(Collected data entries)
---*---

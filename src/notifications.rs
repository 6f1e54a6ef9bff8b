//! Notification dispatch
//!
//! Delivery transport is not part of this crate. The dispatcher records
//! notifications per patient so they can be listed and acknowledged.

use async_trait::async_trait;
use dashmap::DashMap;
use tracing::{info, instrument};
use uuid::Uuid;

use crate::error::{AppError, Result};
use crate::models::Notification;

#[cfg_attr(test, mockall::automock)]
#[async_trait]
pub trait NotificationDispatcher: Send + Sync {
    async fn dispatch(&self, notification: Notification) -> Result<()>;

    /// Newest first.
    async fn for_patient(&self, patient_id: &str) -> Result<Vec<Notification>>;

    async fn mark_read(&self, patient_id: &str, notification_id: Uuid) -> Result<()>;

    async fn unread_count(&self, patient_id: &str) -> Result<usize>;
}

#[derive(Debug, Default)]
pub struct InMemoryDispatcher {
    by_patient: DashMap<String, Vec<Notification>>,
}

impl InMemoryDispatcher {
    pub fn new() -> Self {
        Self::default()
    }
}

#[async_trait]
impl NotificationDispatcher for InMemoryDispatcher {
    #[instrument(skip(self, notification), fields(patient_id = %notification.patient_id, severity = ?notification.severity))]
    async fn dispatch(&self, notification: Notification) -> Result<()> {
        info!(title = %notification.title, "vital alert recorded");
        self.by_patient
            .entry(notification.patient_id.clone())
            .or_default()
            .push(notification);
        Ok(())
    }

    async fn for_patient(&self, patient_id: &str) -> Result<Vec<Notification>> {
        let mut notifications = self
            .by_patient
            .get(patient_id)
            .map(|entry| entry.value().clone())
            .unwrap_or_default();
        notifications.sort_by(|a, b| b.timestamp.cmp(&a.timestamp));
        Ok(notifications)
    }

    #[instrument(skip(self))]
    async fn mark_read(&self, patient_id: &str, notification_id: Uuid) -> Result<()> {
        let mut entry = self
            .by_patient
            .get_mut(patient_id)
            .ok_or_else(|| AppError::not_found("notification", notification_id))?;
        let notification = entry
            .iter_mut()
            .find(|n| n.id == notification_id)
            .ok_or_else(|| AppError::not_found("notification", notification_id))?;
        notification.read = true;
        Ok(())
    }

    async fn unread_count(&self, patient_id: &str) -> Result<usize> {
        Ok(self
            .by_patient
            .get(patient_id)
            .map(|entry| entry.iter().filter(|n| !n.read).count())
            .unwrap_or(0))
    }
}

#[cfg(test)]
mod tests {
    use super::*;
    use crate::core::alerts::vital_alert;
    use crate::core::thresholds::ThresholdTable;
    use crate::models::{StatusBand, VitalReading, VitalType};

    fn alert(patient_id: &str) -> Notification {
        let reading = VitalReading::new(patient_id, VitalType::HeartRate, 130.0);
        vital_alert(&reading, StatusBand::Critical.into(), &ThresholdTable::default()).unwrap()
    }

    #[actix_rt::test]
    async fn mark_read_clears_unread_count() {
        let dispatcher = InMemoryDispatcher::new();
        let first = alert("p-1");
        let id = first.id;
        dispatcher.dispatch(first).await.unwrap();
        dispatcher.dispatch(alert("p-1")).await.unwrap();
        assert_eq!(dispatcher.unread_count("p-1").await.unwrap(), 2);

        dispatcher.mark_read("p-1", id).await.unwrap();
        assert_eq!(dispatcher.unread_count("p-1").await.unwrap(), 1);
        assert_eq!(dispatcher.for_patient("p-1").await.unwrap().len(), 2);
    }

    #[actix_rt::test]
    async fn notifications_are_scoped_to_their_patient() {
        let dispatcher = InMemoryDispatcher::new();
        let other = alert("p-2");
        let other_id = other.id;
        dispatcher.dispatch(other).await.unwrap();

        assert!(dispatcher.for_patient("p-1").await.unwrap().is_empty());
        assert!(matches!(
            dispatcher.mark_read("p-1", other_id).await,
            Err(AppError::NotFound { .. })
        ));
    }
}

---*---

(WHAT IS BEING ASKED): Once you have read the data, copy all of it out exactly.

(WRITTEN SOLUTION):
filename src/notifications.rs
repository 6f1e54a6ef9bff8b
//! Notification dispatch
//!
//! Delivery transport is not part of this crate. The dispatcher records
//! notifications per patient so they can be listed and acknowledged.

use async_trait::async_trait;
use dashmap::DashMap;
use tracing::{info, instrument};
use uuid::Uuid;

use crate::error::{AppError, Result};
use crate::models::Notification;

#[cfg_attr(test, mockall::automock)]
#[async_trait]
pub trait NotificationDispatcher: Send + Sync {
    async fn dispatch(&self, notification: Notification) -> Result<()>;

    /// Newest first.
    async fn for_patient(&self, patient_id: &str) -> Result<Vec<Notification>>;

    async fn mark_read(&self, patient_id: &str, notification_id: Uuid) -> Result<()>;

    async fn unread_count(&self, patient_id: &str) -> Result<usize>;
}

#[derive(Debug, Default)]
pub struct InMemoryDispatcher {
    by_patient: DashMap<String, Vec<Notification>>,
}

impl InMemoryDispatcher {
    pub fn new() -> Self {
        Self::default()
    }
}

#[async_trait]
impl NotificationDispatcher for InMemoryDispatcher {
    #[instrument(skip(self, notification), fields(patient_id = %notification.patient_id, severity = ?notification.severity))]
    async fn dispatch(&self, notification: Notification) -> Result<()> {
        info!(title = %notification.title, "vital alert recorded");
        self.by_patient
            .entry(notification.patient_id.clone())
            .or_default()
            .push(notification);
        Ok(())
    }

    async fn for_patient(&self, patient_id: &str) -> Result<Vec<Notification>> {
        let mut notifications = self
            .by_patient
            .get(patient_id)
            .map(|entry| entry.value().clone())
            .unwrap_or_default();
        notifications.sort_by(|a, b| b.timestamp.cmp(&a.timestamp));
        Ok(notifications)
    }

    #[instrument(skip(self))]
    async fn mark_read(&self, patient_id: &str, notification_id: Uuid) -> Result<()> {
        let mut entry = self
            .by_patient
            .get_mut(patient_id)
            .ok_or_else(|| AppError::not_found("notification", notification_id))?;
        let notification = entry
            .iter_mut()
            .find(|n| n.id == notification_id)
            .ok_or_else(|| AppError::not_found("notification", notification_id))?;
        notification.read = true;
        Ok(())
    }

    async fn unread_count(&self, patient_id: &str) -> Result<usize> {
        Ok(self
            .by_patient
            .get(patient_id)
            .map(|entry| entry.iter().filter(|n| !n.read).count())
            .unwrap_or(0))
    }
}

#[cfg(test)]
mod tests {
    use super::*;
    use crate::core::alerts::vital_alert;
    use crate::core::thresholds::ThresholdTable;
    use crate::models::{StatusBand, VitalReading, VitalType};

    fn alert(patient_id: &str) -> Notification {
        let reading = VitalReading::new(patient_id, VitalType::HeartRate, 130.0);
        vital_alert(&reading, StatusBand::Critical.into(), &ThresholdTable::default()).unwrap()
    }

    #[actix_rt::test]
    async fn mark_read_clears_unread_count() {
        let dispatcher = InMemoryDispatcher::new();
        let first = alert("p-1");
        let id = first.id;
        dispatcher.dispatch(first).await.unwrap();
        dispatcher.dispatch(alert("p-1")).await.unwrap();
        assert_eq!(dispatcher.unread_count("p-1").await.unwrap(), 2);

        dispatcher.mark_read("p-1", id).await.unwrap();
        assert_eq!(dispatcher.unread_count("p-1").await.unwrap(), 1);
        assert_eq!(dispatcher.for_patient("p-1").await.unwrap().len(), 2);
    }

    #[actix_rt::test]
    async fn notifications_are_scoped_to_their_patient() {
        let dispatcher = InMemoryDispatcher::new();
        let other = alert("p-2");
        let other_id = other.id;
        dispatcher.dispatch(other).await.unwrap();

        assert!(dispatcher.for_patient("p-1").await.unwrap().is_empty());
        assert!(matches!(
            dispatcher.mark_read("p-1", other_id).await,
            Err(AppError::NotFound { .. })
        ));
    }
}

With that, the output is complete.